◆ **The input**:
- - -
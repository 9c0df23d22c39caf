// SPDX-License-Identifier: AGPL-3.0-or-later
//
// Copyright (C) 2026 Relational Network

//! # Runtime Configuration
//!
//! This module defines environment variable names and default values used
//! throughout the application. Configuration is loaded from the environment
//! once at startup.
//!
//! ## Environment Variables
//!
//! | Variable | Description | Default |
//! |----------|-------------|---------|
//! | `HOST` | Server bind address | `0.0.0.0` |
//! | `PORT` | Server bind port | `8080` |
//! | `REDIS_URL` | Revocation store connection URL | `redis://127.0.0.1:6379/` |
//! | `REDIS_KEY_PREFIX` | Prefix for revocation record keys | `auth:token:` |
//! | `SIGNING_KEY_PATH` | PEM file with the RSA private key | Required |
//! | `VERIFYING_KEY_PATH` | PEM file with the RSA public key | Required |
//! | `LOG_FORMAT` | Logging format (`json` or `pretty`) | `pretty` |
//! | `RUST_LOG` | Log level filter | `info,tower_http=debug` |

use std::net::{IpAddr, SocketAddr};
use std::path::PathBuf;

use thiserror::Error;

pub const HOST_ENV: &str = "HOST";
pub const PORT_ENV: &str = "PORT";
pub const REDIS_URL_ENV: &str = "REDIS_URL";
pub const REDIS_KEY_PREFIX_ENV: &str = "REDIS_KEY_PREFIX";

/// Environment variable name for the PEM-encoded RSA private key.
///
/// PKCS#8 (`BEGIN PRIVATE KEY`) or PKCS#1 (`BEGIN RSA PRIVATE KEY`).
pub const SIGNING_KEY_PATH_ENV: &str = "SIGNING_KEY_PATH";

/// Environment variable name for the PEM-encoded RSA public key.
///
/// SPKI (`BEGIN PUBLIC KEY`) or PKCS#1 (`BEGIN RSA PUBLIC KEY`). Must belong
/// to the private key; startup fails otherwise.
pub const VERIFYING_KEY_PATH_ENV: &str = "VERIFYING_KEY_PATH";

pub const LOG_FORMAT_ENV: &str = "LOG_FORMAT";

pub const DEFAULT_HOST: &str = "0.0.0.0";
pub const DEFAULT_PORT: u16 = 8080;
pub const DEFAULT_REDIS_URL: &str = "redis://127.0.0.1:6379/";
pub const DEFAULT_REDIS_KEY_PREFIX: &str = "auth:token:";

/// Filter used when `RUST_LOG` is unset.
pub const DEFAULT_LOG_FILTER: &str = "info,tower_http=debug";

#[derive(Debug, Error, PartialEq, Eq)]
pub enum ConfigError {
    #[error("{0} must be set")]
    Missing(&'static str),

    #[error("invalid {name}: {value:?}")]
    Invalid { name: &'static str, value: String },
}

#[derive(Debug, Clone, Copy, PartialEq, Eq, Default)]
pub enum LogFormat {
    Json,
    #[default]
    Pretty,
}

#[derive(Debug, Clone, PartialEq, Eq)]
pub struct Config {
    pub host: IpAddr,
    pub port: u16,
    pub redis_url: String,
    pub redis_key_prefix: String,
    pub signing_key_path: PathBuf,
    pub verifying_key_path: PathBuf,
    pub log_format: LogFormat,
}

impl Config {
    pub fn from_env() -> Result<Self, ConfigError> {
        Self::from_lookup(|name| std::env::var(name).ok())
    }

    /// Build the configuration from any variable source.
    pub fn from_lookup<F>(lookup: F) -> Result<Self, ConfigError>
    where
        F: Fn(&str) -> Option<String>,
    {
        let var = |name: &str| lookup(name).filter(|value| !value.trim().is_empty());

        let host = match var(HOST_ENV) {
            Some(value) => value.trim().parse().map_err(|_| ConfigError::Invalid {
                name: HOST_ENV,
                value,
            })?,
            None => IpAddr::from([0, 0, 0, 0]),
        };

        let port = match var(PORT_ENV) {
            Some(value) => value.trim().parse().map_err(|_| ConfigError::Invalid {
                name: PORT_ENV,
                value,
            })?,
            None => DEFAULT_PORT,
        };

        let log_format = match var(LOG_FORMAT_ENV) {
            Some(value) => match value.trim().to_ascii_lowercase().as_str() {
                "json" => LogFormat::Json,
                "pretty" => LogFormat::Pretty,
                _ => {
                    return Err(ConfigError::Invalid {
                        name: LOG_FORMAT_ENV,
                        value,
                    })
                }
            },
            None => LogFormat::default(),
        };

        Ok(Self {
            host,
            port,
            redis_url: var(REDIS_URL_ENV).unwrap_or_else(|| DEFAULT_REDIS_URL.to_string()),
            redis_key_prefix: var(REDIS_KEY_PREFIX_ENV)
                .unwrap_or_else(|| DEFAULT_REDIS_KEY_PREFIX.to_string()),
            signing_key_path: var(SIGNING_KEY_PATH_ENV)
                .map(PathBuf::from)
                .ok_or(ConfigError::Missing(SIGNING_KEY_PATH_ENV))?,
            verifying_key_path: var(VERIFYING_KEY_PATH_ENV)
                .map(PathBuf::from)
                .ok_or(ConfigError::Missing(VERIFYING_KEY_PATH_ENV))?,
            log_format,
        })
    }

    pub fn bind_addr(&self) -> SocketAddr {
        SocketAddr::new(self.host, self.port)
    }
}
- - -
◆ **Exercise directions**: From the opening line of the data above through the line that contains "pub const DEFAULT_LOG_FILTER: &str", please print each line as it stands and only those lines.

◆ **Solved problem**:
repository 9c0df23d22c39caf
// SPDX-License-Identifier: AGPL-3.0-or-later
//
// Copyright (C) 2026 Relational Network

//! # Runtime Configuration
//!
//! This module defines environment variable names and default values used
//! throughout the application. Configuration is loaded from the environment
//! once at startup.
//!
//! ## Environment Variables
//!
//! | Variable | Description | Default |
//! |----------|-------------|---------|
//! | `HOST` | Server bind address | `0.0.0.0` |
//! | `PORT` | Server bind port | `8080` |
//! | `REDIS_URL` | Revocation store connection URL | `redis://127.0.0.1:6379/` |
//! | `REDIS_KEY_PREFIX` | Prefix for revocation record keys | `auth:token:` |
//! | `SIGNING_KEY_PATH` | PEM file with the RSA private key | Required |
//! | `VERIFYING_KEY_PATH` | PEM file with the RSA public key | Required |
//! | `LOG_FORMAT` | Logging format (`json` or `pretty`) | `pretty` |
//! | `RUST_LOG` | Log level filter | `info,tower_http=debug` |

use std::net::{IpAddr, SocketAddr};
use std::path::PathBuf;

use thiserror::Error;

pub const HOST_ENV: &str = "HOST";
pub const PORT_ENV: &str = "PORT";
pub const REDIS_URL_ENV: &str = "REDIS_URL";
pub const REDIS_KEY_PREFIX_ENV: &str = "REDIS_KEY_PREFIX";

/// Environment variable name for the PEM-encoded RSA private key.
///
/// PKCS#8 (`BEGIN PRIVATE KEY`) or PKCS#1 (`BEGIN RSA PRIVATE KEY`).
pub const SIGNING_KEY_PATH_ENV: &str = "SIGNING_KEY_PATH";

/// Environment variable name for the PEM-encoded RSA public key.
///
/// SPKI (`BEGIN PUBLIC KEY`) or PKCS#1 (`BEGIN RSA PUBLIC KEY`). Must belong
/// to the private key; startup fails otherwise.
pub const VERIFYING_KEY_PATH_ENV: &str = "VERIFYING_KEY_PATH";

pub const LOG_FORMAT_ENV: &str = "LOG_FORMAT";

pub const DEFAULT_HOST: &str = "0.0.0.0";
pub const DEFAULT_PORT: u16 = 8080;
pub const DEFAULT_REDIS_URL: &str = "redis://127.0.0.1:6379/";
pub const DEFAULT_REDIS_KEY_PREFIX: &str = "auth:token:";

/// Filter used when `RUST_LOG` is unset.
pub const DEFAULT_LOG_FILTER: &str = "info,tower_http=debug";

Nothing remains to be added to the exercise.